What the exercise asks: Every line that contains "deflections" must be located and copied from the data.

Data records:
========
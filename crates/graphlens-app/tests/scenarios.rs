use crossbeam_channel::Sender;
use graphlens_app::{
    ExpansionReply, ExpansionRequest, GraphView, InMemoryFetcher, NeighbourFetcher,
    RecordingSink, ThreadedFetcher, VisualizationSettings,
};
use graphlens_core::{
    NeighbourFetchError, Neighbourhood, NodeId, QueryResult, RawNode, RawRelationship,
};
use graphlens_events::{GraphEvent, SelectedItem};
use graphlens_graph::Vec2;
use std::time::{Duration, Instant};

struct StubFetcher {
    outcome: Result<Neighbourhood, NeighbourFetchError>,
}

impl NeighbourFetcher for StubFetcher {
    fn fetch(&self, request: ExpansionRequest, reply: Sender<ExpansionReply>) {
        reply
            .send(ExpansionReply {
                node_id: request.node_id,
                outcome: self.outcome.clone(),
            })
            .unwrap();
    }
}

fn view(fetcher: Box<dyn NeighbourFetcher>) -> GraphView {
    GraphView::new(VisualizationSettings::default(), 800.0, 600.0, fetcher)
}

fn two_people() -> QueryResult {
    QueryResult {
        nodes: vec![
            RawNode::new("a", &["Person"]).with_property("name", "Alice"),
            RawNode::new("b", &["Person"]).with_property("name", "Bob"),
        ],
        relationships: vec![RawRelationship::new("ab", "a", "b", "KNOWS")],
    }
}

fn screen_of(view: &GraphView, id: &str) -> Vec2 {
    let vis = view.visualization();
    let position = vis
        .model()
        .find_node(&NodeId::from(id))
        .and_then(|node| node.position)
        .expect("node should be placed");
    vis.viewport().world_to_screen(position)
}

fn ms(base: Instant, millis: u64) -> Instant {
    base + Duration::from_millis(millis)
}

fn click(view: &mut GraphView, pos: Vec2, at: Instant) {
    view.pointer_down(pos, at);
    view.pointer_up(pos, at + Duration::from_millis(5));
}

fn double_click(view: &mut GraphView, pos: Vec2, at: Instant) {
    click(view, pos, at);
    click(view, pos, at + Duration::from_millis(80));
}

fn selections(events: &[GraphEvent]) -> Vec<SelectedItem> {
    events
        .iter()
        .filter_map(|event| match event {
            GraphEvent::ItemSelected(item) => Some(item.clone()),
            _ => None,
        })
        .collect()
}

#[test]
fn test_select_then_deselect_shows_canvas_summary() {
    let mut view = view(Box::new(InMemoryFetcher::default()));
    view.load(two_people(), &[]);
    view.drain_events();
    let t0 = Instant::now();

    let a = screen_of(&view, "a");
    click(&mut view, a, t0);
    assert!(selections(&view.drain_events()).is_empty());
    view.poll(ms(t0, 400));
    match selections(&view.drain_events()).as_slice() {
        [SelectedItem::Node(item)] => assert_eq!(item.id, NodeId::from("a")),
        other => panic!("Expected node selection, got {:?}", other),
    }

    click(&mut view, a, ms(t0, 1000));
    view.poll(ms(t0, 1400));
    assert_eq!(
        selections(&view.drain_events()),
        vec![SelectedItem::CanvasSummary {
            node_count: 2,
            relationship_count: 1
        }]
    );
}

#[test]
fn test_expand_then_collapse() {
    let hood = Neighbourhood {
        nodes: vec![RawNode::new("b", &["Person"])],
        relationships: vec![RawRelationship::new("ab", "a", "b", "KNOWS")],
        count: 1,
    };
    let mut view = view(Box::new(StubFetcher { outcome: Ok(hood) }));
    view.load(
        QueryResult {
            nodes: vec![RawNode::new("a", &["Person"])],
            relationships: Vec::new(),
        },
        &[],
    );
    let t0 = Instant::now();

    let a = screen_of(&view, "a");
    double_click(&mut view, a, t0);
    let model = view.visualization().model();
    assert_eq!(model.node_count(), 2);
    assert_eq!(model.relationship_count(), 1);
    assert!(model.find_node(&NodeId::from("a")).unwrap().expanded);
    assert!(model.find_node(&NodeId::from("b")).unwrap().position.is_some());

    let a = screen_of(&view, "a");
    double_click(&mut view, a, ms(t0, 1000));
    let model = view.visualization().model();
    assert_eq!(model.node_count(), 1);
    assert_eq!(model.relationship_count(), 0);
    assert!(!model.find_node(&NodeId::from("a")).unwrap().expanded);
}

#[test]
fn test_collapse_keeps_nodes_from_the_query() {
    let fetcher = InMemoryFetcher::new(two_people());
    let mut view = view(Box::new(fetcher));
    let mut result = two_people();
    result.relationships.clear();
    view.load(result, &[]);
    let t0 = Instant::now();

    let a = screen_of(&view, "a");
    double_click(&mut view, a, t0);
    let model = view.visualization().model();
    assert_eq!(model.node_count(), 2);
    assert!(model.find_relationship(&"ab".into()).is_some());
    assert!(model.expanded_children(&NodeId::from("a")).is_empty());

    let a = screen_of(&view, "a");
    double_click(&mut view, a, ms(t0, 1000));
    let model = view.visualization().model();
    assert_eq!(model.node_count(), 2);
    assert!(model.find_node(&NodeId::from("b")).is_some());
    assert!(!model.find_node(&NodeId::from("a")).unwrap().expanded);
}

#[test]
fn test_failed_fetch_degrades_to_empty_expansion() {
    let mut view = view(Box::new(StubFetcher {
        outcome: Err(NeighbourFetchError::QueryFailed {
            node_id: NodeId::from("a"),
            reason: "connection reset".into(),
        }),
    }));
    view.load(
        QueryResult {
            nodes: vec![RawNode::new("a", &["Person"])],
            relationships: Vec::new(),
        },
        &[],
    );
    view.drain_events();

    let a = screen_of(&view, "a");
    double_click(&mut view, a, Instant::now());
    let model = view.visualization().model();
    assert_eq!(model.node_count(), 1);
    assert!(model.find_node(&NodeId::from("a")).unwrap().expanded);
    assert!(view.drain_events().contains(&GraphEvent::ExpansionCompleted {
        node_id: NodeId::from("a"),
        added_nodes: 0
    }));
}

#[test]
fn test_threaded_expansion_applies_on_poll() {
    let fetcher = ThreadedFetcher::new(|request: &ExpansionRequest| {
        Ok(Neighbourhood {
            nodes: vec![RawNode::new("b", &["Person"])],
            relationships: vec![RawRelationship::new(
                "ab",
                request.node_id.as_str(),
                "b",
                "KNOWS",
            )],
            count: 1,
        })
    });
    let mut view = view(Box::new(fetcher));
    view.load(
        QueryResult {
            nodes: vec![RawNode::new("a", &["Person"])],
            relationships: Vec::new(),
        },
        &[],
    );
    let t0 = Instant::now();
    let a = screen_of(&view, "a");
    double_click(&mut view, a, t0);

    let deadline = Instant::now() + Duration::from_secs(5);
    while view.visualization().model().node_count() < 2 && Instant::now() < deadline {
        std::thread::sleep(Duration::from_millis(5));
        view.poll(Instant::now());
    }
    assert_eq!(view.visualization().model().node_count(), 2);
    assert!(!view.handler().is_expanding(&NodeId::from("a")));
}

#[test]
fn test_parallel_relationships_fan_out() {
    let mut view = view(Box::new(InMemoryFetcher::default()));
    let mut result = two_people();
    result.relationships = vec![
        RawRelationship::new("r1", "a", "b", "KNOWS"),
        RawRelationship::new("r2", "a", "b", "LIKES"),
        RawRelationship::new("r3", "a", "b", "FOLLOWS"),
    ];
    view.load(result, &[]);

    let mut deflections: Vec<f32> = view
        .visualization()
        .model()
        .relationships()
        .iter()
        .map(|rel| rel.geometry.arrow.as_ref().unwrap().deflection())
        .collect();
    deflections.sort_by(f32::total_cmp);
    assert_eq!(deflections[1], 0.0);
    assert!(deflections[0] < 0.0);
    assert!((deflections[0] + deflections[2]).abs() < 1e-4);
}

#[test]
fn test_load_truncates_and_completes_relationships() {
    let mut settings = VisualizationSettings::default();
    settings.initial_node_display = 2;
    let mut view = GraphView::new(settings, 800.0, 600.0, Box::new(InMemoryFetcher::default()));
    let sink = RecordingSink::new();
    view.set_render_sink(Box::new(sink.clone()));

    let mut result = two_people();
    result.nodes.push(RawNode::new("c", &["Person"]));
    let completion = vec![
        RawRelationship::new("ba", "b", "a", "FOLLOWS"),
        RawRelationship::new("bc", "b", "c", "KNOWS"),
    ];
    view.load(result, &completion);

    let model = view.visualization().model();
    assert_eq!(model.node_count(), 2);
    assert_eq!(model.relationship_count(), 2);
    assert!(model.find_relationship(&"ba".into()).unwrap().internal);
    assert!(sink.frame_count() >= 1);

    let events = view.drain_events();
    assert!(matches!(
        selections(&events).as_slice(),
        [SelectedItem::StatusMessage(_)]
    ));
    assert!(matches!(events.last(), Some(GraphEvent::GraphModelChanged(_))));

    view.set_auto_complete(false);
    assert_eq!(view.visualization().model().relationship_count(), 1);
    view.set_auto_complete(true);
    assert_eq!(view.visualization().model().relationship_count(), 2);
}

#[test]
fn test_hover_is_debounced_and_pins_node() {
    let mut view = view(Box::new(InMemoryFetcher::default()));
    view.load(two_people(), &[]);
    view.drain_events();
    let t0 = Instant::now();

    let a = screen_of(&view, "a");
    view.pointer_move(a, t0);
    let id = NodeId::from("a");
    assert!(view.visualization().model().find_node(&id).unwrap().hovered);
    assert!(view.visualization().model().find_node(&id).unwrap().pinned.is_some());
    assert!(view.drain_events().is_empty());

    view.poll(ms(t0, 100));
    match view.drain_events().as_slice() {
        [GraphEvent::ItemHovered(SelectedItem::Node(item))] => assert_eq!(item.id, id),
        other => panic!("Expected hover event, got {:?}", other),
    }

    view.pointer_move(Vec2::new(790.0, 590.0), ms(t0, 200));
    let node = view.visualization().model().find_node(&id).unwrap();
    assert!(!node.hovered);
    assert!(node.pinned.is_none());
}

#[test]
fn test_wheel_without_modifier_hints_once() {
    let mut settings = VisualizationSettings::default();
    settings.wheel_zoom_requires_modifier = true;
    let mut view = GraphView::new(settings, 800.0, 600.0, Box::new(InMemoryFetcher::default()));
    view.load(two_people(), &[]);
    view.drain_events();
    let t0 = Instant::now();
    let centre = Vec2::new(400.0, 300.0);

    view.wheel(-1.0, false, centre, t0);
    view.wheel(-1.0, false, centre, ms(t0, 10));
    assert_eq!(view.visualization().viewport().scale(), 1.0);
    assert_eq!(selections(&view.drain_events()).len(), 1);

    view.wheel(-1.0, true, centre, ms(t0, 20));
    assert!(view.visualization().viewport().scale() > 1.0);
}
========
Response:
    let mut deflections: Vec<f32> = view
    deflections.sort_by(f32::total_cmp);
    assert_eq!(deflections[1], 0.0);
    assert!(deflections[0] < 0.0);
    assert!((deflections[0] + deflections[2]).abs() < 1e-4);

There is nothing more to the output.